Борис рассказал, как Ольга в Щербиновке узнала, что кто-то на пожарище нетахатинского хозяйства ведет подкоп под стену, видимо, пробивается к подвалу.
— В нее стреляли! Она для дружков Нетахатенко — не сестра Екатерины Воротынец, а жена чекиста Сурмача, а по этому случаю и сама чекист.
Придя в окротдел, Ласточкин познакомился с анонимным письмом и с протоколами дознания. Затем пригласил к себе Ольгу.
Ее тряс озноб — сидеть на стуле не могла, уцепилась за сидение обеими руками. Глаза — по плошке, таращит их на Ивана Спиридоновича.
— Разберемся. На-ка для успокоения воды.
Налил в кружку. Подал. Но Ольга не могла оторвать рук от стула, в который вцепилась мертвой хваткой. На тугой подол платья падали и разбивались в мелкие брызги слезы.
Понимая, что она на грани нервного припадка, Ласточкин прижал Ольгину голову к своей груди и влил в рот несколько глотков.
Но и после этого Ольга далеко не сразу обрела дар речи.
— Славко тогда мне сказал: «Беги! Сейчас стрелять будут!» Я испугалась за Катю: у Семена Григорьевича — пулемет, у чекистов — аж пять. Всех, думаю, побьют в доме, И сказала Кате: «Беги! Чекисты связали хлопцев Вакулы, обезоружили всех, кто был с ним и на подворье пани Ксении. Сейчас будут здесь». А Семену Григорьевичу я ничего-ничего не говорила. Я его даже не видела.
— Посиди тут…
Он оставил Ольгу в кабинете, а сам направился в экономгруппу к Ярошу.

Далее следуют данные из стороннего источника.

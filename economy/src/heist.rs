//! The process-wide "big heist" event.
//!
//! Lifecycle: `Armed -> Active -> Expired`, re-arming after a cooldown.
//! While active, vault robbery odds and rewards are raised, and exactly one
//! user may claim the attempt (a claim-once latch). This state is
//! process-local by design: it is a fast-path event, and the money it
//! influences is still protected by the storage guards. A multi-instance
//! deployment would need to move it into the store.

use rand::Rng;
use tokio::sync::Mutex;
use tracing::info;

/// Minimum quiet time between two events.
pub const HEIST_COOLDOWN_MS: u64 = 2 * 60 * 60 * 1000;

/// Trigger chance evaluated per qualifying chat message.
pub const HEIST_CHANCE_PER_MESSAGE: f64 = 0.015;

/// How long a triggered event stays claimable.
pub const HEIST_DURATION_MS: u64 = 5 * 60 * 1000;

#[derive(Clone, Copy, Debug, PartialEq, Eq)]
pub enum HeistPhase {
    /// Waiting for a trigger.
    Armed,
    /// Window open; the claim latch may still be available.
    Active,
    /// Window elapsed; re-arms once the cooldown passes.
    Expired,
}

#[derive(Debug)]
struct HeistState {
    phase: HeistPhase,
    last_spawn: u64,
    expires_at: u64,
    claimed: bool,
}

pub struct HeistEvent {
    state: Mutex<HeistState>,
}

impl Default for HeistEvent {
    fn default() -> Self {
        Self::new()
    }
}

impl HeistEvent {
    pub fn new() -> Self {
        Self {
            state: Mutex::new(HeistState {
                phase: HeistPhase::Armed,
                last_spawn: 0,
                expires_at: 0,
                claimed: false,
            }),
        }
    }

    fn advance(state: &mut HeistState, now_ms: u64) {
        if state.phase == HeistPhase::Active && now_ms >= state.expires_at {
            state.phase = HeistPhase::Expired;
            info!("heist window expired");
        }
        if state.phase == HeistPhase::Expired
            && now_ms.saturating_sub(state.last_spawn) >= HEIST_COOLDOWN_MS
        {
            state.phase = HeistPhase::Armed;
        }
    }

    pub async fn phase(&self, now_ms: u64) -> HeistPhase {
        let mut state = self.state.lock().await;
        Self::advance(&mut state, now_ms);
        state.phase
    }

    pub async fn is_active(&self, now_ms: u64) -> bool {
        self.phase(now_ms).await == HeistPhase::Active
    }

    /// Per-message trigger check. Returns whether a new event just opened.
    pub async fn maybe_trigger(&self, now_ms: u64, rng: &mut impl Rng) -> bool {
        let roll: f64 = rng.gen();
        self.maybe_trigger_rolled(now_ms, roll).await
    }

    pub(crate) async fn maybe_trigger_rolled(&self, now_ms: u64, roll: f64) -> bool {
        let mut state = self.state.lock().await;
        Self::advance(&mut state, now_ms);
        if state.phase != HeistPhase::Armed {
            return false;
        }
        if state.last_spawn != 0
            && now_ms.saturating_sub(state.last_spawn) < HEIST_COOLDOWN_MS
        {
            return false;
        }
        if roll >= HEIST_CHANCE_PER_MESSAGE {
            return false;
        }
        state.phase = HeistPhase::Active;
        state.last_spawn = now_ms;
        state.expires_at = now_ms + HEIST_DURATION_MS;
        state.claimed = false;
        info!(expires_at = state.expires_at, "heist window opened");
        true
    }

    /// Claim-once latch: the first caller during an active window wins.
    pub async fn claim(&self, now_ms: u64) -> bool {
        let mut state = self.state.lock().await;
        Self::advance(&mut state, now_ms);
        if state.phase != HeistPhase::Active || state.claimed {
            return false;
        }
        state.claimed = true;
        true
    }

    /// Cancel any active window and return to `Armed` cleanly.
    pub async fn reset(&self) {
        let mut state = self.state.lock().await;
        state.phase = HeistPhase::Armed;
        state.expires_at = 0;
        state.claimed = false;
    }
}

#[cfg(test)]
mod tests {
    use super::*;

    #[tokio::test]
    async fn lifecycle_and_rearm() {
        let heist = HeistEvent::new();
        assert_eq!(heist.phase(0).await, HeistPhase::Armed);

        // Roll above the chance: nothing happens.
        assert!(!heist.maybe_trigger_rolled(1_000, 0.5).await);
        // Winning roll opens the window.
        assert!(heist.maybe_trigger_rolled(1_000, 0.0).await);
        assert!(heist.is_active(1_000).await);
        assert!(heist.is_active(1_000 + HEIST_DURATION_MS - 1).await);

        // Window elapses, then stays cold until the cooldown passes.
        assert_eq!(
            heist.phase(1_000 + HEIST_DURATION_MS).await,
            HeistPhase::Expired
        );
        assert!(!heist.maybe_trigger_rolled(2_000 + HEIST_DURATION_MS, 0.0).await);
        assert!(
            heist
                .maybe_trigger_rolled(1_000 + HEIST_COOLDOWN_MS, 0.0)
                .await
        );
    }

    #[tokio::test]
    async fn claim_latch_is_single_use() {
        let heist = HeistEvent::new();
        assert!(!heist.claim(0).await, "nothing to claim while armed");
        heist.maybe_trigger_rolled(1_000, 0.0).await;
        assert!(heist.claim(1_001).await);
        assert!(!heist.claim(1_002).await, "second claim must lose");
        // A late claim after expiry also loses.
        assert!(!heist.claim(1_000 + HEIST_DURATION_MS).await);
    }

    #[tokio::test]
    async fn reset_replaces_active_window() {
        let heist = HeistEvent::new();
        heist.maybe_trigger_rolled(1_000, 0.0).await;
        heist.reset().await;
        assert_eq!(heist.phase(1_001).await, HeistPhase::Armed);
        // Re-armed but still inside the spawn cooldown.
        assert!(!heist.maybe_trigger_rolled(1_002, 0.0).await);
    }
}
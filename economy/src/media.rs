//! Time-boxed external lookups.
//!
//! Image/GIF providers live outside this crate; whatever future performs
//! the lookup is wrapped here so a slow or failing third party can never
//! stall or fail the surrounding command. It degrades to a static
//! fallback instead.

use std::future::Future;
use std::time::Duration;
use tracing::warn;

pub const DEFAULT_LOOKUP_TIMEOUT: Duration = Duration::from_secs(3);

/// Run `lookup` under a timeout; on expiry or error, return `fallback`.
pub async fn with_fallback<T, F>(lookup: F, limit: Duration, fallback: T) -> T
where
    F: Future<Output = anyhow::Result<T>>,
{
    match tokio::time::timeout(limit, lookup).await {
        Ok(Ok(value)) => value,
        Ok(Err(reason)) => {
            warn!(%reason, "external lookup failed, using fallback");
            fallback
        }
        Err(_) => {
            warn!(timeout_ms = limit.as_millis() as u64, "external lookup timed out");
            fallback
        }
    }
}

Остановился около стола. Постукивает ладошкой по глади.
— Прочитал анонимку… Протоколы… Побеседовал с Ольгой. Все верно: она предупредила сестру, а та — мужа, а в результате Семен Воротынец сумел уйти. И спасибо, Тарас Степанович, тебе за бдительность. Но что же делать теперь с женой нашего товарища?
— Вы — начальник окротдела, вам и решение принимать, — ответил уклончиво Ярош. — Мое дело проверить письмо.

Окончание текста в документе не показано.